Mit diesen Überlegungen im Auge wurden adressierbare Tröpfchen Microarrays (ADMs) entwickelt, um die Vielseitigkeit, räumliche Adressierbarkeit und reduzierten Volumina von Tröpfchen Microarrays quantitativ mit der Empfindlichkeit der Einzelmolekül-TIRF-Mikroskopie zu kombinieren Protein-Fülle zu messen. 5 ADMs ermöglichen Einzelzelle Analyse bildet ein Tröpfchen Microarray mit einzelnen Zellen über einen Antikörper Microarray, die dann mit Öl, um Verdunstung zu verhindern begrenzt ist.
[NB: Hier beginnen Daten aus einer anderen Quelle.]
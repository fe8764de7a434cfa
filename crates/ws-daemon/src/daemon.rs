//! The worksync background daemon: wires the store, vault, registry, queue,
//! scheduler, and bridge together and owns the shutdown ordering.
//!
//! Shutdown drains in a fixed order: the scheduler stops enqueueing first,
//! then the queue finishes in-flight jobs within a bounded grace period,
//! then the store closes.

use std::sync::Arc;
use std::time::Duration;

use anyhow::{Context, Result};
use tracing::{info, warn};

use ws_bridge::{router, BridgeState, SyncService};
use ws_connectors::registry::ConnectorRegistry;
use ws_core::config::Config;
use ws_core::store::Store;
use ws_core::vault::Vault;
use ws_mapping::MappingEngine;
use ws_queue::{CronScheduler, JobQueue, QueueSettings, ShutdownSignal};

pub struct Daemon {
    config: Config,
    store: Arc<Store>,
    service: Arc<SyncService>,
    queue: JobQueue,
    scheduler: CronScheduler,
    shutdown: ShutdownSignal,
}

impl std::fmt::Debug for Daemon {
    fn fmt(&self, f: &mut std::fmt::Formatter<'_>) -> std::fmt::Result {
        f.debug_struct("Daemon").finish_non_exhaustive()
    }
}

impl Daemon {
    /// Build the component graph. The vault secret comes from the
    /// environment variable named in the config.
    pub async fn new(config: Config) -> Result<Self> {
        let secret = std::env::var(&config.general.secret_env).with_context(|| {
            format!(
                "vault secret missing: set the {} environment variable",
                config.general.secret_env
            )
        })?;
        let vault = Arc::new(Vault::from_secret(&secret)?);

        let store = Arc::new(
            Store::open(&config.store.path)
                .await
                .context("failed to open the worksync database")?,
        );
        let registry = Arc::new(ConnectorRegistry::with_default_drivers(
            store.clone(),
            vault,
        ));
        let mapping = Arc::new(MappingEngine::new(store.clone()));
        let queue = JobQueue::new(QueueSettings::from(&config.queue));
        let service = Arc::new(SyncService::new(
            store.clone(),
            registry,
            mapping,
            queue.clone(),
        ));
        let scheduler = CronScheduler::new(
            store.clone(),
            queue.clone(),
            Duration::from_secs(config.scheduler.tick_secs),
        );

        Ok(Self {
            config,
            store,
            service,
            queue,
            scheduler,
            shutdown: ShutdownSignal::new(),
        })
    }

    pub fn shutdown_handle(&self) -> ShutdownSignal {
        self.shutdown.clone()
    }

    pub fn service(&self) -> &Arc<SyncService> {
        &self.service
    }

    /// Run until the shutdown signal fires, then drain in order.
    pub async fn run(self) -> Result<()> {
        let worker_handles = self.queue.start(self.service.clone(), &self.shutdown);
        let scheduler_handle = self.scheduler.start(&self.shutdown).await?;
        info!(
            workers = worker_handles.len(),
            bind = %self.config.bridge.bind,
            "worksync daemon started"
        );

        // ctrl-c triggers the same cooperative shutdown as an API call.
        {
            let shutdown = self.shutdown.clone();
            tokio::spawn(async move {
                if tokio::signal::ctrl_c().await.is_ok() {
                    shutdown.trigger();
                }
            });
        }

        let app = router(
            BridgeState::new(self.service.clone()),
            self.config.bridge.api_key.clone(),
        );
        let listener = tokio::net::TcpListener::bind(&self.config.bridge.bind)
            .await
            .with_context(|| format!("failed to bind {}", self.config.bridge.bind))?;
        let mut serve_shutdown = self.shutdown.subscribe();
        axum::serve(listener, app)
            .with_graceful_shutdown(async move {
                let _ = serve_shutdown.recv().await;
            })
            .await
            .context("bridge server failed")?;

        // Scheduler first: no new jobs while the queue drains.
        self.scheduler.stop();
        let _ = scheduler_handle.await;

        let grace = Duration::from_secs(self.config.queue.drain_grace_secs);
        if !self.queue.drain(grace).await {
            warn!("jobs still in flight after the drain grace period");
        }
        for handle in worker_handles {
            handle.abort();
        }

        // Everything else holds only clones; release ours and close the
        // store if we are the last owner.
        let Self { store, service, .. } = self;
        drop(service);
        match Arc::try_unwrap(store) {
            Ok(store) => store.close().await?,
            Err(_) => warn!("store still shared at shutdown; skipping explicit close"),
        }
        info!("worksync daemon stopped");
        Ok(())
    }
}

// ---------------------------------------------------------------------------
// Tests
// ---------------------------------------------------------------------------
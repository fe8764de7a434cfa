//! End-to-end engine scenarios over a pair of in-memory connectors.

use std::sync::Arc;

use serde_json::json;
use uuid::Uuid;

use ws_connectors::memory::MemoryConnector;
use ws_core::error::WsError;
use ws_core::store::Store;
use ws_core::types::*;
use ws_mapping::MappingEngine;
use ws_sync::conflict::ConflictResolver;
use ws_sync::{ItemAction, SyncEngine};

struct Fixture {
    store: Arc<Store>,
    config: SyncConfig,
    a: MemoryConnector,
    b: MemoryConnector,
    mapping: Arc<MappingEngine>,
}

impl Fixture {
    fn engine(&self) -> SyncEngine {
        SyncEngine::with_connectors(
            self.store.clone(),
            self.mapping.clone(),
            self.config.clone(),
            Arc::new(self.a.clone()),
            Arc::new(self.b.clone()),
        )
    }

    fn resolver(&self) -> ConflictResolver {
        ConflictResolver::new(
            self.store.clone(),
            self.config.clone(),
            Arc::new(self.a.clone()),
            Arc::new(self.b.clone()),
        )
    }
}

fn discovered_task_type(statuses: &[(&str, &str)]) -> DiscoveredType {
    DiscoveredType {
        type_name: "Task".into(),
        type_id: "task".into(),
        fields: ["title", "description", "state"]
            .iter()
            .map(|reference| DiscoveredField {
                reference_name: (*reference).to_string(),
                display_name: reference.to_uppercase(),
                data_type: FieldDataType::String,
                required: *reference == "title",
                read_only: false,
                allowed_values: vec![],
                default_value: None,
                suggestion_score: 50,
            })
            .collect(),
        statuses: statuses
            .iter()
            .enumerate()
            .map(|(i, (name, value))| DiscoveredStatus {
                name: (*name).to_string(),
                value: (*value).to_string(),
                category: StatusCategory::Proposed,
                sort_order: i as i32,
            })
            .collect(),
    }
}

async fn fixture(configure: impl FnOnce(&mut SyncConfig)) -> Fixture {
    let store = Arc::new(Store::open_in_memory().await.unwrap());

    let conn_a = ConnectorRecord::new("source", "memory", "mem://a", AuthKind::Pat, "00");
    let conn_b = ConnectorRecord::new("target", "memory", "mem://b", AuthKind::Pat, "00");
    store.insert_connector(&conn_a).await.unwrap();
    store.insert_connector(&conn_b).await.unwrap();

    store
        .save_discovered_metadata(
            conn_a.id,
            vec![discovered_task_type(&[("New", "new"), ("Active", "active")])],
        )
        .await
        .unwrap();
    store
        .save_discovered_metadata(
            conn_b.id,
            vec![discovered_task_type(&[("Open", "open"), ("Active", "active")])],
        )
        .await
        .unwrap();

    let mut config = SyncConfig::new("a-to-b", conn_a.id, conn_b.id);
    configure(&mut config);
    store.insert_sync_config(&config).await.unwrap();

    // Task → Task with title/description direct mappings and New → Open.
    let src_type = &store.list_types(conn_a.id).await.unwrap()[0];
    let tgt_type = &store.list_types(conn_b.id).await.unwrap()[0];
    let tm = TypeMapping {
        id: Uuid::new_v4(),
        sync_config_id: config.id,
        source_type_id: src_type.id,
        target_type_id: tgt_type.id,
        active: true,
    };
    store.insert_type_mapping(&tm).await.unwrap();

    let src_fields = store.list_fields(src_type.id).await.unwrap();
    let tgt_fields = store.list_fields(tgt_type.id).await.unwrap();
    let field_id = |fields: &[FieldMeta], name: &str| {
        fields.iter().find(|f| f.reference_name == name).unwrap().id
    };
    for reference in ["title", "description"] {
        store
            .insert_field_mapping(&FieldMapping {
                id: Uuid::new_v4(),
                type_mapping_id: tm.id,
                source_field_id: Some(field_id(&src_fields, reference)),
                target_field_id: Some(field_id(&tgt_fields, reference)),
                mapping_kind: MappingKind::Direct,
                constant_value: None,
                transformation: None,
                reverse_transformation: None,
                required: reference == "title",
            })
            .await
            .unwrap();
    }

    let src_statuses = store.list_statuses(src_type.id).await.unwrap();
    let tgt_statuses = store.list_statuses(tgt_type.id).await.unwrap();
    let status_id = |statuses: &[StatusMeta], name: &str| {
        statuses.iter().find(|s| s.name == name).unwrap().id
    };
    for (src_name, tgt_name) in [("New", "Open"), ("Active", "Active")] {
        store
            .insert_status_mapping(&StatusMapping {
                id: Uuid::new_v4(),
                type_mapping_id: tm.id,
                source_status_id: status_id(&src_statuses, src_name),
                target_status_id: status_id(&tgt_statuses, tgt_name),
            })
            .await
            .unwrap();
    }

    let a = MemoryConnector::new("A");
    let b = MemoryConnector::new("B");
    b.set_next_id(7);

    Fixture {
        mapping: Arc::new(MappingEngine::new(store.clone())),
        store,
        config,
        a,
        b,
    }
}

fn options() -> SyncOptions {
    SyncOptions::default()
}

// ---------------------------------------------------------------------------
// Scenarios
// ---------------------------------------------------------------------------

#[tokio::test]
async fn first_time_sync_creates_identity() {
    let f = fixture(|_| {}).await;
    f.a.seed_item("A-1", "Task", &[("title", json!("Hello")), ("state", json!("New"))]);

    let report = f
        .engine()
        .execute(options(), ExecutionTrigger::Manual)
        .await
        .unwrap();

    assert_eq!(report.created, 1);
    assert_eq!(report.updated, 0);
    assert_eq!(report.errors, 0);

    let created = f.b.created_calls();
    assert_eq!(created.len(), 1);
    let (id, item_type, fields) = &created[0];
    assert_eq!(id, "B-7");
    assert_eq!(item_type, "Task");
    assert_eq!(fields["title"], json!("Hello"));
    assert_eq!(fields["state"], json!("Open"));

    let identity = f
        .store
        .get_synced_item(f.config.id, f.config.source_connector_id, "A-1")
        .await
        .unwrap()
        .unwrap();
    assert_eq!(identity.target_item_id, "B-7");
    assert_eq!(identity.sync_count, 1);
    assert_eq!(identity.status, SyncedStatus::Synced);

    let execs = f.store.list_executions(f.config.id).await.unwrap();
    assert_eq!(execs.len(), 1);
    assert_eq!(execs[0].status, ExecutionStatus::Completed);
    assert_eq!(execs[0].items_created, 1);
    assert!(f
        .store
        .get_sync_config(f.config.id)
        .await
        .unwrap()
        .unwrap()
        .last_sync_at
        .is_some());
}

#[tokio::test]
async fn re_sync_updates_instead_of_creating() {
    let f = fixture(|_| {}).await;
    f.a.seed_item("A-1", "Task", &[("title", json!("Hello")), ("state", json!("New"))]);

    let engine = f.engine();
    engine.execute(options(), ExecutionTrigger::Manual).await.unwrap();

    f.a.set_field("A-1", "title", json!("Hello world"));
    let report = engine.execute(options(), ExecutionTrigger::Manual).await.unwrap();

    assert_eq!(report.created, 0);
    assert_eq!(report.updated, 1);
    assert_eq!(f.b.created_calls().len(), 1, "no second create");

    let updates = f.b.updated_calls();
    assert_eq!(updates.len(), 1);
    assert_eq!(updates[0].0, "B-7");
    assert_eq!(updates[0].1["title"], json!("Hello world"));
    assert_eq!(updates[0].1["state"], json!("Open"));

    let identity = f
        .store
        .get_synced_item(f.config.id, f.config.source_connector_id, "A-1")
        .await
        .unwrap()
        .unwrap();
    assert_eq!(identity.sync_count, 2);
}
Die Bände der Tröpfchen sind diskrete Probenverlust, zu verhindern, die sonst durch Ventile auf dem Chip im kontinuierlichen Fluss Mikrofluidik erreicht werden würde. 30 die absolute Menge an Zielprotein aus einer einzigen Zelle ist äußerst gering; Allerdings ermöglicht das geringere Volumen der Tröpfchen für relativ hohe lokale Konzentration, so dass sie erkannt werden, mit einem Sandwich-Antikörper-Assay – Antikörper immobilisiert ist, in eine eigenständige Region oder vor Ort, auf eine Oberfläche, die Protein fängt die wiederum bindet um ein eindringmittel gekennzeichneten detektionsantikörper in Tröpfchen Volumen vorhanden. Als markierungsfreie Ansatz (d.h. Protein Ziele müssen nicht direkt gekennzeichnet werden), ADM-Dateien sind generell für die Analyse von Zellen aus Primärquellen, wie z. B. verarbeitete Blut, gut brauchen Aspiraten und dissoziierten Tumor Biopsien sowie Zellen von Kultur und Ihre Lysaten.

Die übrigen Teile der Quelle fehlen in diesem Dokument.